- **Work order**: Retype, exactly as they appear below, the lines between the line holding "fn get(&self, x: usize, y: usize, z: usize) -> BlockId;" and the line holding "Sets the block", both ends included.

◆ ◆ ◆ ◆

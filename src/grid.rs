//! The voxel data consumed by the codec: a dense grid of palette-relative block ids, and the
//! palette mapping them to raw block states.

use anyhow::{ensure, Context, Result};
use itertools::Itertools;
use mem_dbg::{MemDbg, MemSize};

use crate::{BlockId, CHUNK_SIDE};

/// The type representing a raw block state, as found in the world data.
pub type BlockState = u32;

/// The extent of a region: a rectangle of `chunks_x × chunks_z` chunks, `height` voxels tall.
#[derive(Clone, Copy, Debug, PartialEq, Eq, MemDbg, MemSize)]
pub struct Dimensions {
    pub chunks_x: usize,
    pub chunks_z: usize,
    pub height: usize,
}

impl Dimensions {
    pub fn new(chunks_x: usize, chunks_z: usize, height: usize) -> Self {
        Self {
            chunks_x,
            chunks_z,
            height,
        }
    }

    /// The number of voxels along the x axis.
    pub fn size_x(&self) -> usize {
        self.chunks_x * CHUNK_SIDE
    }

    /// The number of voxels along the z axis.
    pub fn size_z(&self) -> usize {
        self.chunks_z * CHUNK_SIDE
    }

    /// The number of voxels in the region.
    pub fn volume(&self) -> usize {
        self.size_x() * self.height * self.size_z()
    }

    /// Returns whether `(x, y, z)` lies in the region.
    #[inline(always)]
    pub fn contains(&self, x: isize, y: isize, z: isize) -> bool {
        x >= 0
            && y >= 0
            && z >= 0
            && (x as usize) < self.size_x()
            && (y as usize) < self.height
            && (z as usize) < self.size_z()
    }
}

/// Read access to the block ids of a region.
pub trait VoxelGrid {
    fn dimensions(&self) -> Dimensions;

    /// Returns the block id at `(x, y, z)`, which must lie in the region.
    fn get(&self, x: usize, y: usize, z: usize) -> BlockId;
}

/// Write access to the block ids of a region.
pub trait VoxelGridMut: VoxelGrid {
    /// Sets the block id at `(x, y, z)`, which must lie in the region.
    fn set(&mut self, x: usize, y: usize, z: usize, id: BlockId);
}

/// A dense, in-memory [`VoxelGrid`], stored layer by layer with x varying fastest.
#[derive(Clone, Debug, PartialEq, Eq, MemDbg, MemSize)]
pub struct BlockGrid {
    dims: Dimensions,
    blocks: Vec<BlockId>,
}

impl BlockGrid {
    /// Creates a grid filled with block id zero.
    pub fn new(dims: Dimensions) -> Self {
        Self {
            dims,
            blocks: vec![0; dims.volume()],
        }
    }

    /// Creates a grid from block ids stored layer by layer with x varying fastest.
    pub fn from_blocks(dims: Dimensions, blocks: Vec<BlockId>) -> Result<Self> {
        ensure!(
            blocks.len() == dims.volume(),
            "Expected {} blocks for {:?}, found {}",
            dims.volume(),
            dims,
            blocks.len()
        );
        Ok(Self { dims, blocks })
    }

    /// Creates a grid and its palette from raw block states stored layer by layer with x
    /// varying fastest.
    pub fn from_states(dims: Dimensions, states: &[BlockState]) -> Result<(Self, Palette)> {
        let palette = Palette::from_states(states.iter().copied())?;
        let blocks = states
            .iter()
            .map(|&state| palette.id_of(state).with_context(|| format!("State {} missing from the palette", state)))
            .collect::<Result<Vec<_>>>()?;
        Ok((Self::from_blocks(dims, blocks)?, palette))
    }

    /// Returns the raw block states of the grid.
    pub fn to_states(&self, palette: &Palette) -> Vec<BlockState> {
        self.blocks.iter().map(|&id| palette.state(id)).collect()
    }

    pub fn blocks(&self) -> &[BlockId] {
        &self.blocks
    }

    #[inline(always)]
    fn index(&self, x: usize, y: usize, z: usize) -> usize {
        (y * self.dims.size_z() + z) * self.dims.size_x() + x
    }
}

impl VoxelGrid for BlockGrid {
    fn dimensions(&self) -> Dimensions {
        self.dims
    }

    #[inline(always)]
    fn get(&self, x: usize, y: usize, z: usize) -> BlockId {
        self.blocks[self.index(x, y, z)]
    }
}

impl VoxelGridMut for BlockGrid {
    #[inline(always)]
    fn set(&mut self, x: usize, y: usize, z: usize, id: BlockId) {
        let index = self.index(x, y, z);
        self.blocks[index] = id;
    }
}

/// The finalized set of distinct block states of a region. The block id of a state is its rank
/// in the palette.
#[derive(Clone, Debug, PartialEq, Eq, MemDbg, MemSize)]
pub struct Palette {
    states: Vec<BlockState>,
}

impl Palette {
    /// The largest number of states a palette can hold.
    pub const MAX_LEN: usize = 1 << 16;

    /// Builds the palette of the given states, sorted by state.
    pub fn from_states(states: impl IntoIterator<Item = BlockState>) -> Result<Self> {
        let states = states.into_iter().sorted_unstable().dedup().collect::<Vec<_>>();
        ensure!(!states.is_empty(), "A palette must contain at least one state");
        ensure!(
            states.len() <= Self::MAX_LEN,
            "Too many distinct block states: {} (at most {})",
            states.len(),
            Self::MAX_LEN
        );
        Ok(Self { states })
    }

    pub fn len(&self) -> usize {
        self.states.len()
    }

    pub fn is_empty(&self) -> bool {
        self.states.is_empty()
    }

    pub fn states(&self) -> &[BlockState] {
        &self.states
    }

    /// Returns the block id of `state`, if it is in the palette.
    pub fn id_of(&self, state: BlockState) -> Option<BlockId> {
        self.states
            .binary_search(&state)
            .ok()
            .map(|index| index as BlockId)
    }

    /// Returns the state with block id `id`.
    pub fn state(&self, id: BlockId) -> BlockState {
        self.states[id as usize]
    }
}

◆ ◆ ◆ ◆

- **Solution**:
    fn get(&self, x: usize, y: usize, z: usize) -> BlockId;
}

/// Write access to the block ids of a region.
pub trait VoxelGridMut: VoxelGrid {
    /// Sets the block id at `(x, y, z)`, which must lie in the region.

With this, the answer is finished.